* [EXERCISE AIM]:
In the records below, find the line that contains "create_adversarial_configuration(&mut grid, &mut" and the line that contains "fn append_log(path: &str, row: &LogRow)", then retype exactly those two lines and every line between them.

* [RECORDS FOR THE EXERCISE]:

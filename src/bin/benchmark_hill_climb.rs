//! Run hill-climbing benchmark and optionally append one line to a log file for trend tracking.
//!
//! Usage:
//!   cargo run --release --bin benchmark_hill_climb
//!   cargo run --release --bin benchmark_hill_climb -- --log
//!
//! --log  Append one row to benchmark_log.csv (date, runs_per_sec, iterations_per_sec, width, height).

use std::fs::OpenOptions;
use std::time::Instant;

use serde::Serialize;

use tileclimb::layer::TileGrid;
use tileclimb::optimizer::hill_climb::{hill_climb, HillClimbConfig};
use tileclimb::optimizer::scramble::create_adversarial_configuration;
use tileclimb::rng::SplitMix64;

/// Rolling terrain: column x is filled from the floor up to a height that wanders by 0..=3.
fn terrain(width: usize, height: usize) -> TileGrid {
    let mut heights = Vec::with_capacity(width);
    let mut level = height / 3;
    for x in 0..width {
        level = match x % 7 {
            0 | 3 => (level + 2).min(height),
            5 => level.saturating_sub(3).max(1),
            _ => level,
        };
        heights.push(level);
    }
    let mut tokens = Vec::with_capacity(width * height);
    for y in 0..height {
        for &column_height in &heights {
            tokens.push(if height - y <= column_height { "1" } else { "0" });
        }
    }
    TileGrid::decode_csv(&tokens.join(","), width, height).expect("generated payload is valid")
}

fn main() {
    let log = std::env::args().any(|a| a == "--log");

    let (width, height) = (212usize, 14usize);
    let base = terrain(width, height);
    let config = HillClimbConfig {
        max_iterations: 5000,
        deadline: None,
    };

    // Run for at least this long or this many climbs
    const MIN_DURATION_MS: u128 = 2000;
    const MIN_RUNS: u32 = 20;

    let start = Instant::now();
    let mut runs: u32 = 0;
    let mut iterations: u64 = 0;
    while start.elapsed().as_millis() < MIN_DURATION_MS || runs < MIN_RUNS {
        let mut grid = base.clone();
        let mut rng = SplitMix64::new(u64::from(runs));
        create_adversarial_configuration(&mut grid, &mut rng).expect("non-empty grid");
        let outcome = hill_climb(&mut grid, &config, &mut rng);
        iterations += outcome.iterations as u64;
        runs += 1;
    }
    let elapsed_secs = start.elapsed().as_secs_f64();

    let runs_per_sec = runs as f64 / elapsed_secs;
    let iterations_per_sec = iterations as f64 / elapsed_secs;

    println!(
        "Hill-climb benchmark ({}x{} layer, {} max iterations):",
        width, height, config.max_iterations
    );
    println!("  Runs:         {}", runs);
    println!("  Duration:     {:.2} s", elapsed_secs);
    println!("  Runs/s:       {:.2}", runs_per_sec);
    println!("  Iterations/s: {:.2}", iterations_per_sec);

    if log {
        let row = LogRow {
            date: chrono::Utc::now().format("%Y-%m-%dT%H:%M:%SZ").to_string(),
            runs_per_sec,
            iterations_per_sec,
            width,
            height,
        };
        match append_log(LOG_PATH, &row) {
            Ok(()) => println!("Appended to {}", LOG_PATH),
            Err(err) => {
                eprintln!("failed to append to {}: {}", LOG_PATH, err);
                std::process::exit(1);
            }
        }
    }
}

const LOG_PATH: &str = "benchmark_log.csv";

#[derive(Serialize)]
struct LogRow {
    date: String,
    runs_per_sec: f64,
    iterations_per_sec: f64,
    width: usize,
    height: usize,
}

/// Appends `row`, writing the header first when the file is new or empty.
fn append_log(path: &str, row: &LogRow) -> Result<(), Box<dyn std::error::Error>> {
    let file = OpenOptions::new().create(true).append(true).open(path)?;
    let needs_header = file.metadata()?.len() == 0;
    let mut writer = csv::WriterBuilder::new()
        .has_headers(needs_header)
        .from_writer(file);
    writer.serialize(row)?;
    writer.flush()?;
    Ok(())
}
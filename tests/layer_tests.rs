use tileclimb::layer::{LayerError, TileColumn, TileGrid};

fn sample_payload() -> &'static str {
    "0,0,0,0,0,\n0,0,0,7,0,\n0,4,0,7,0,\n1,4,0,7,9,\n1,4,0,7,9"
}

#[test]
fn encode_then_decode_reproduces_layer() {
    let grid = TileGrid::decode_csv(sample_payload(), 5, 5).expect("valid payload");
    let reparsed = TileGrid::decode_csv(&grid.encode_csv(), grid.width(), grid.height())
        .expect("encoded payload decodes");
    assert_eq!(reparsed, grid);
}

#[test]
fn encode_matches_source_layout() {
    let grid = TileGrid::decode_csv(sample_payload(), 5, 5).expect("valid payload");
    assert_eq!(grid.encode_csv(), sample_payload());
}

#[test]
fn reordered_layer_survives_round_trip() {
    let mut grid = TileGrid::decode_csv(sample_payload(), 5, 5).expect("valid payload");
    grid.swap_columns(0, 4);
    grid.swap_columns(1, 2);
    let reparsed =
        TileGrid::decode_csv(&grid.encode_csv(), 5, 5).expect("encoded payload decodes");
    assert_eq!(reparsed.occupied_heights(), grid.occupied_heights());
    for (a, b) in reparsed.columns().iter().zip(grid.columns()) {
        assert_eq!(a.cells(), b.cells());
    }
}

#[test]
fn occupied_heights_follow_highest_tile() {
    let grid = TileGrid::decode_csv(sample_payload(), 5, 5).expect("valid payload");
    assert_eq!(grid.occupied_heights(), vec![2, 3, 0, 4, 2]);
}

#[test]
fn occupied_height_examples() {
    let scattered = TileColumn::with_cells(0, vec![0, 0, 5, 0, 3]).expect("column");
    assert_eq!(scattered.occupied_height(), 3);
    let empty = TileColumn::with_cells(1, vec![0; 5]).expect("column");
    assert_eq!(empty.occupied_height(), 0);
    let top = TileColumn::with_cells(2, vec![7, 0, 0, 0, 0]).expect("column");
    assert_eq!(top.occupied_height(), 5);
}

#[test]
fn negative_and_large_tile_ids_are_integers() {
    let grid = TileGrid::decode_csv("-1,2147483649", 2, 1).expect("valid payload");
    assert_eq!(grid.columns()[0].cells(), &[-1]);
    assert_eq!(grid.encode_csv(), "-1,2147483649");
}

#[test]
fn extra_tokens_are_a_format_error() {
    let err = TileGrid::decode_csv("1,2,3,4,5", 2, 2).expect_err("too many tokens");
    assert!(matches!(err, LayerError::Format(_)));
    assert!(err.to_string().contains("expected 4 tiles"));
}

* [EXERCISE ANSWER]:
        create_adversarial_configuration(&mut grid, &mut rng).expect("non-empty grid");
        let outcome = hill_climb(&mut grid, &config, &mut rng);
        iterations += outcome.iterations as u64;
        runs += 1;
    }
    let elapsed_secs = start.elapsed().as_secs_f64();

    let runs_per_sec = runs as f64 / elapsed_secs;
    let iterations_per_sec = iterations as f64 / elapsed_secs;

    println!(
        "Hill-climb benchmark ({}x{} layer, {} max iterations):",
        width, height, config.max_iterations
    );
    println!("  Runs:         {}", runs);
    println!("  Duration:     {:.2} s", elapsed_secs);
    println!("  Runs/s:       {:.2}", runs_per_sec);
    println!("  Iterations/s: {:.2}", iterations_per_sec);

    if log {
        let row = LogRow {
            date: chrono::Utc::now().format("%Y-%m-%dT%H:%M:%SZ").to_string(),
            runs_per_sec,
            iterations_per_sec,
            width,
            height,
        };
        match append_log(LOG_PATH, &row) {
            Ok(()) => println!("Appended to {}", LOG_PATH),
            Err(err) => {
                eprintln!("failed to append to {}: {}", LOG_PATH, err);
                std::process::exit(1);
            }
        }
    }
}

const LOG_PATH: &str = "benchmark_log.csv";

#[derive(Serialize)]
struct LogRow {
    date: String,
    runs_per_sec: f64,
    iterations_per_sec: f64,
    width: usize,
    height: usize,
}

/// Appends `row`, writing the header first when the file is new or empty.
fn append_log(path: &str, row: &LogRow) -> Result<(), Box<dyn std::error::Error>> {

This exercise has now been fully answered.